We’d hoped for better than this, but the coronavirus mutation had other ideas.
We know enough now to say Omicron is less severe than its predecessors. Perhaps we’re now on a trajectory where each successive wave damages us less and less.
The pandemic will morph into an endemic viral illness. By the time we get to Omega, for most of us maybe these viruses will just be a seasonal inconvenience.
But we’re not there yet. And in the meantime, it’s better to be safe than sorry. Much as I don’t want theatres closed and pubs and restaurants a quarter full, I’d rather that than see our NHS unable to cope and our emergency services compromised.
So, I’m glad I live in Scotland. I’m glad we have someone in charge who listens to scientific advice and acts decisively to protect public health. At least the Scottish government is taking responsibility and doing what it can to compensate those businesses affected.
Not for the first time, England looks like another country. There, dither and delay is the order of the day. And it’s counterproductive. If you’re running a venue, is it better to have the government say you don’t have to close but scares your customers away?
Why this procrastination? Well, as with Brexit and so much else, because of an internal argument in the Tory party.
Two weeks ago, 100 Tory MPs, fully half their backbenchers, voted against even the baby steps Johnson introduced in England before Christmas. Among their ranks are some shocking views. Take Joy Morrisey MP. She decried the measures as those of a “public health socialist state”.
Her comments give us an insight into Tory thinking. It’s true public health mandates are a constraint on individual freedom. For most of us, that’s as it should be.
But for the right wing of the Tory party the freedom of individuals to do what they want regardless of the consequences for others is paramount. The freedom to exploit people through low wages. The freedom to pollute. The freedom to incite hate.

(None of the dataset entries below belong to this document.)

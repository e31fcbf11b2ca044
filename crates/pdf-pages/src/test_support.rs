//! In-memory fixtures for unit tests

use crate::types::SourceFile;
use lopdf::content::{Content, Operation};
use lopdf::{Dictionary, Document, Object, Stream, StringFormat};

/// Build a PDF whose pages each draw the label `<base>-<n>`
pub fn create_test_pdf(name: &str, num_pages: usize) -> SourceFile {
    let base = crate::types::base_name(name).to_string();
    let mut doc = Document::with_version("1.7");
    let pages_id = doc.new_object_id();

    let font_id = doc.add_object(Dictionary::from_iter(vec![
        ("Type", Object::Name(b"Font".to_vec())),
        ("Subtype", Object::Name(b"Type1".to_vec())),
        ("BaseFont", Object::Name(b"Helvetica".to_vec())),
    ]));
    let resources_id = doc.add_object(Dictionary::from_iter(vec![(
        "Font",
        Object::Dictionary(Dictionary::from_iter(vec![("F1", Object::Reference(font_id))])),
    )]));

    let mut kids = Vec::new();
    for i in 0..num_pages {
        let content = Content {
            operations: vec![
                Operation::new("BT", vec![]),
                Operation::new("Tf", vec![Object::Name(b"F1".to_vec()), Object::Integer(12)]),
                Operation::new("Td", vec![Object::Integer(50), Object::Integer(700)]),
                Operation::new(
                    "Tj",
                    vec![Object::String(
                        format!("{}-{}", base, i + 1).into_bytes(),
                        StringFormat::Literal,
                    )],
                ),
                Operation::new("ET", vec![]),
            ],
        };
        let content_id = doc.add_object(Stream::new(
            Dictionary::new(),
            content.encode().unwrap_or_default(),
        ));
        let page_id = doc.add_object(Dictionary::from_iter(vec![
            ("Type", Object::Name(b"Page".to_vec())),
            ("Parent", Object::Reference(pages_id)),
            ("Contents", Object::Reference(content_id)),
        ]));
        kids.push(Object::Reference(page_id));
    }

    // MediaBox and Resources live on the tree root so pages inherit them
    doc.objects.insert(
        pages_id,
        Object::Dictionary(Dictionary::from_iter(vec![
            ("Type", Object::Name(b"Pages".to_vec())),
            ("Kids", Object::Array(kids)),
            ("Count", Object::Integer(num_pages as i64)),
            ("Resources", Object::Reference(resources_id)),
            (
                "MediaBox",
                Object::Array(vec![
                    Object::Integer(0),
                    Object::Integer(0),
                    Object::Integer(612),
                    Object::Integer(792),
                ]),
            ),
        ])),
    );

    let catalog_id = doc.add_object(Dictionary::from_iter(vec![
        ("Type", Object::Name(b"Catalog".to_vec())),
        ("Pages", Object::Reference(pages_id)),
    ]));
    doc.trailer.set("Root", catalog_id);

    let mut bytes = Vec::new();
    doc.save_to(&mut bytes).unwrap();
    SourceFile::new(name, bytes)
}

/// The label drawn by `create_test_pdf` on each page, in page order
pub fn page_labels(doc: &Document) -> Vec<String> {
    doc.get_pages()
        .values()
        .map(|&page_id| {
            let content = doc.get_page_content(page_id).unwrap_or_default();
            let text = String::from_utf8_lossy(&content);
            text.split_once('(')
                .and_then(|(_, rest)| rest.split_once(')'))
                .map(|(label, _)| label.to_string())
                .unwrap_or_default()
        })
        .collect()
}

pub fn load(bytes: &[u8]) -> Document {
    Document::load_mem(bytes).unwrap()
}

For most of us, individual freedoms are balanced against social responsibility. That’s why we pay some of our wages in taxes, why we don’t drive when drunk, and why we isolate when we have an infectious disease.
For me, this applies to countries too. I can’t wait to reset our politics and give people in Scotland the choice of a better way of governing themselves.
I want Scotland to become politically independent so that we have the freedom to run things the way we want. But I accept we have responsibilities to others too, starting with the good people of England, currently being treated like playthings by the Tory right.
We share this island and whether it’s marine protection, inter-city travel, climate action, or a host of other matters, we need to work together in a better partnership.
Independence gives us that opportunity. Far from keeping us separate, it will be the basis for engagement with others on an equal basis. So, Happy New Year when it comes. Let’s make this a better one.